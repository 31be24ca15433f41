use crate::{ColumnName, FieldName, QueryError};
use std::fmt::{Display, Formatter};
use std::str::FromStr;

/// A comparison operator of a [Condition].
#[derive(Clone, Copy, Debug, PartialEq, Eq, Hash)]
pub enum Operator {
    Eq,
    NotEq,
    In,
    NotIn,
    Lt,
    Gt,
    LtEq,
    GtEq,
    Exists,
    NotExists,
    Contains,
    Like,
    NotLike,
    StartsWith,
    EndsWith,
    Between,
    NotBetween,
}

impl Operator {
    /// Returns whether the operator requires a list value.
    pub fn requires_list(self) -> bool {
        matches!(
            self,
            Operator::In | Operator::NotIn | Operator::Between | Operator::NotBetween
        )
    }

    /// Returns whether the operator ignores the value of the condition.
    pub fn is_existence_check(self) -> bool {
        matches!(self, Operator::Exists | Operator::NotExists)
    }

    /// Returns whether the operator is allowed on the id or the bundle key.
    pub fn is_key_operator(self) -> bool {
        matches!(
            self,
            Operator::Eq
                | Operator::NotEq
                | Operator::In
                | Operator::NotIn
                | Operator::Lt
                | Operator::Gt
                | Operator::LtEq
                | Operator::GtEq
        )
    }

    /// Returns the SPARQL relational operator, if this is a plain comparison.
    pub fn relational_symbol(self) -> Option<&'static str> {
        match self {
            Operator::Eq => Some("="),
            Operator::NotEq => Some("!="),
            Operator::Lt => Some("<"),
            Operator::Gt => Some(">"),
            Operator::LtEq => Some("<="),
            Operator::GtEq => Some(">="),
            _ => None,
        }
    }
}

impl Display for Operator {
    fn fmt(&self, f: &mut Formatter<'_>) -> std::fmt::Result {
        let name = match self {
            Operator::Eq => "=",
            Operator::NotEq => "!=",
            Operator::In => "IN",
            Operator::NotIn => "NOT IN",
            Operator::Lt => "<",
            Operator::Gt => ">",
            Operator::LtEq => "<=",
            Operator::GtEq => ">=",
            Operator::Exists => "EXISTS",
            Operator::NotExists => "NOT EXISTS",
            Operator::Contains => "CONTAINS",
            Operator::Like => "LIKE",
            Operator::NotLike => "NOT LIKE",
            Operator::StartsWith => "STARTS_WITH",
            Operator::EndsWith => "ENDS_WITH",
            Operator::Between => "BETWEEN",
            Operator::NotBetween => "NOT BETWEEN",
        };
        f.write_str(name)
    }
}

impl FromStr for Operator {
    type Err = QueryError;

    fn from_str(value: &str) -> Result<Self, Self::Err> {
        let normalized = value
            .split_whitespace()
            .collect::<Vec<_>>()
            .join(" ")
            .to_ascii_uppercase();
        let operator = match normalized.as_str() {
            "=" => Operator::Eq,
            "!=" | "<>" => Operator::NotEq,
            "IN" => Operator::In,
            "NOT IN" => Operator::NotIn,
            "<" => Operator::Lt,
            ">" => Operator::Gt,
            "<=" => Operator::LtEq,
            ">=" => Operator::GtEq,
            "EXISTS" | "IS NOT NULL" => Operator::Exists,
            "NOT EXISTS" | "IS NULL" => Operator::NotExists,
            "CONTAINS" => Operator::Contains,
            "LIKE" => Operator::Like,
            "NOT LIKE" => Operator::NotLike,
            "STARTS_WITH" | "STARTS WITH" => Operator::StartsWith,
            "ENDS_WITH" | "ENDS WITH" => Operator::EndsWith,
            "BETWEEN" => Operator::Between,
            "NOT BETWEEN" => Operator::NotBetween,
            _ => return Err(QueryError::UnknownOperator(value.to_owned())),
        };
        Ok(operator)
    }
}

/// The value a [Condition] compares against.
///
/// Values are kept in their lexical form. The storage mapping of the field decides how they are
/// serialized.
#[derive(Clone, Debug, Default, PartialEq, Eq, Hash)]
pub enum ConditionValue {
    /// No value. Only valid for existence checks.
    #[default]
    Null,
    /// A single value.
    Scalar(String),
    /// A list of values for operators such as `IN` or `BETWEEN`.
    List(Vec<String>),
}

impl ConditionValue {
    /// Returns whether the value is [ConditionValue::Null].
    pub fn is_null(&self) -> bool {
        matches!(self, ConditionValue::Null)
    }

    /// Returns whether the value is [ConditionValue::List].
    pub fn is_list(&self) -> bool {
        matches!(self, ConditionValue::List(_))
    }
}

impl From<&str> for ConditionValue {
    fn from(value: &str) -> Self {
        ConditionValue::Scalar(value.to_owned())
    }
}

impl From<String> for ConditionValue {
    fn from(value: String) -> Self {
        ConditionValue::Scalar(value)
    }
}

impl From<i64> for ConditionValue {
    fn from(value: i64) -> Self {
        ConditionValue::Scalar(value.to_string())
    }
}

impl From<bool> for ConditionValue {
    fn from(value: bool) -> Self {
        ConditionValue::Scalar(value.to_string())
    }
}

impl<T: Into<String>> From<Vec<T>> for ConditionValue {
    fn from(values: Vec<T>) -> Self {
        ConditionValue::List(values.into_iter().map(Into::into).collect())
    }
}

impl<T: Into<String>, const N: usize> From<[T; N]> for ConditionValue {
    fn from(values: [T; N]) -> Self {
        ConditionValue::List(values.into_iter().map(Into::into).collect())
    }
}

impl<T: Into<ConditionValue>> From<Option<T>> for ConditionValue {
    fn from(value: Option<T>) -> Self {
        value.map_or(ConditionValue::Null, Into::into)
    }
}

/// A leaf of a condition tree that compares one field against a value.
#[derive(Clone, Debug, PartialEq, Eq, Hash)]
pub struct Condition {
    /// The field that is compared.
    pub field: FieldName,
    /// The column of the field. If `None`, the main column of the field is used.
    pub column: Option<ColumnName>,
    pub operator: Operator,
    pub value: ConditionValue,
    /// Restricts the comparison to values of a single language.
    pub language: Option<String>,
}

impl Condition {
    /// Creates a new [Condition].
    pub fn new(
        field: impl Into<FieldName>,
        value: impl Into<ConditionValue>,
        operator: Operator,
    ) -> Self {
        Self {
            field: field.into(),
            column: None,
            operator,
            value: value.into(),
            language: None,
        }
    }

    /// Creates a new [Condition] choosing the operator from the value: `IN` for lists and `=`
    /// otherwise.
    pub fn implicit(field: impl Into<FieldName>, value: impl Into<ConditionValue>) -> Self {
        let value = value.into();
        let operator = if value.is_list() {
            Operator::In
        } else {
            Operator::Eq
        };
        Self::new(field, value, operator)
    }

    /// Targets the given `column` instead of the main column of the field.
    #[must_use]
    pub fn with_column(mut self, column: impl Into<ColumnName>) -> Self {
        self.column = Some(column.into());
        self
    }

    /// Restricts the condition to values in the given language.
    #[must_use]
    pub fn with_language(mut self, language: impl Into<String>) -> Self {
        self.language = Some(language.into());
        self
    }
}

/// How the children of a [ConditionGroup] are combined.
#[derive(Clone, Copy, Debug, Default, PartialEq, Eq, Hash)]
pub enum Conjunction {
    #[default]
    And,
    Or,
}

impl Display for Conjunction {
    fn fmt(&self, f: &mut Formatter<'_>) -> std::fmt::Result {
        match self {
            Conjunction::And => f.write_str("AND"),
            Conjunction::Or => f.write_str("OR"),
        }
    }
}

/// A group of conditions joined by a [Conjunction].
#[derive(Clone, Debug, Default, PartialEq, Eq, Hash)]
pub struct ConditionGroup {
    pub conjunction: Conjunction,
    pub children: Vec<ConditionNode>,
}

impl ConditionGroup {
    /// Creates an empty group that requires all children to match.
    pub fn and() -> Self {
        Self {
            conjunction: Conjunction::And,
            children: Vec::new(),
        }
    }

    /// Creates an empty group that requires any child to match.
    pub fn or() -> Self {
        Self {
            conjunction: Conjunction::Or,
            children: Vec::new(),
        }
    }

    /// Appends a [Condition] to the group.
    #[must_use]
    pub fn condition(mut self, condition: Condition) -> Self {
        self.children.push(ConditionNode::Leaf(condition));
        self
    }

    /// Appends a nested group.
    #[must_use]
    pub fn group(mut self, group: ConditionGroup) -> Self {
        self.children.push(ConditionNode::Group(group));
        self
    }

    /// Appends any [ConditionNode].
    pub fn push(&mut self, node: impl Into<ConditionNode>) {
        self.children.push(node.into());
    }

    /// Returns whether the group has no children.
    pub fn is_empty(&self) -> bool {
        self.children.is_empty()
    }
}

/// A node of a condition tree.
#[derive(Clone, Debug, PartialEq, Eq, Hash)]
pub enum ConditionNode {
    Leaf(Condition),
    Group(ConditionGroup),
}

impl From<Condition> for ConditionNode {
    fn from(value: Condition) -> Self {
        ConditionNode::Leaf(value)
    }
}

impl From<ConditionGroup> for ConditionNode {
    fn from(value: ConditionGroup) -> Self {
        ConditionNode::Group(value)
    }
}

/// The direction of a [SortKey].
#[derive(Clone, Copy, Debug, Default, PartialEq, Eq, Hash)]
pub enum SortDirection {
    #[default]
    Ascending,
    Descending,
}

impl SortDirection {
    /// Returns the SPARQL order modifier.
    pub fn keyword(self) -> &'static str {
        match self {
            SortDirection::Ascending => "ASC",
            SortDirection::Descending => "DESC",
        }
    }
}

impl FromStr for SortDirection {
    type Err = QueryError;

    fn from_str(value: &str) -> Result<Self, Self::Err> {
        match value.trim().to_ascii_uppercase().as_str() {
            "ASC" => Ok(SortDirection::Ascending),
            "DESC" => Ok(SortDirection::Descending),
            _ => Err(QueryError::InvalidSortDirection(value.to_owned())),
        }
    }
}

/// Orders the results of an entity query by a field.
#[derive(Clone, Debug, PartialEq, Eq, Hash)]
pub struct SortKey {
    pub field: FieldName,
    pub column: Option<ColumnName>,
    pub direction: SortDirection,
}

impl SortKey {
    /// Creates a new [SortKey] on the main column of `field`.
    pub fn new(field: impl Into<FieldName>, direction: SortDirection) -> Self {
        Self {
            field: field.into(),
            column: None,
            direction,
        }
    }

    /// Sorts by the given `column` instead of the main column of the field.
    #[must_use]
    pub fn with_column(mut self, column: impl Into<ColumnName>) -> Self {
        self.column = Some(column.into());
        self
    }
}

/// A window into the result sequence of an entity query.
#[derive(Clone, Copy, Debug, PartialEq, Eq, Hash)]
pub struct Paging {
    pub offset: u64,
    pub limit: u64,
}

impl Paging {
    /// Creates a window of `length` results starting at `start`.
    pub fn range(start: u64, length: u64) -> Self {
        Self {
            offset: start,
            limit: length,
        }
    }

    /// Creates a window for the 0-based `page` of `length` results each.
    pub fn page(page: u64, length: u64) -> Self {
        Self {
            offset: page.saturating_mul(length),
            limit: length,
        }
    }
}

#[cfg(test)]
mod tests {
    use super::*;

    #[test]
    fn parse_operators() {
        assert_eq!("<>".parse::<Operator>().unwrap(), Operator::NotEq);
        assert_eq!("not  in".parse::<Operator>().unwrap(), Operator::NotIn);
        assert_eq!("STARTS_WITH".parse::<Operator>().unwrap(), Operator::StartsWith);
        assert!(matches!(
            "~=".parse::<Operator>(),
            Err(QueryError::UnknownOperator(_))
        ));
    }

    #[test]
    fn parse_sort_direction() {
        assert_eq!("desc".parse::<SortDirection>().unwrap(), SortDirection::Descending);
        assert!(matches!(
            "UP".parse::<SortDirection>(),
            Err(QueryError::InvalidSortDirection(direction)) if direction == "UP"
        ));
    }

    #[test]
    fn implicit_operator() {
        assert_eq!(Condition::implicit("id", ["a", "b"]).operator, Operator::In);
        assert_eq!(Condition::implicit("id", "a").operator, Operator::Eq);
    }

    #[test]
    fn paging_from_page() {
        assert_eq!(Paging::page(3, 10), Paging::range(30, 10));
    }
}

• AIM OF THE TASK:
Each line in the entries above that includes the string "matches" should be extracted.

• SOLUTION TO THIS TASK:
        matches!(
        matches!(self, Operator::Exists | Operator::NotExists)
        matches!(
        matches!(self, ConditionValue::Null)
        matches!(self, ConditionValue::List(_))
        assert!(matches!(
        assert!(matches!(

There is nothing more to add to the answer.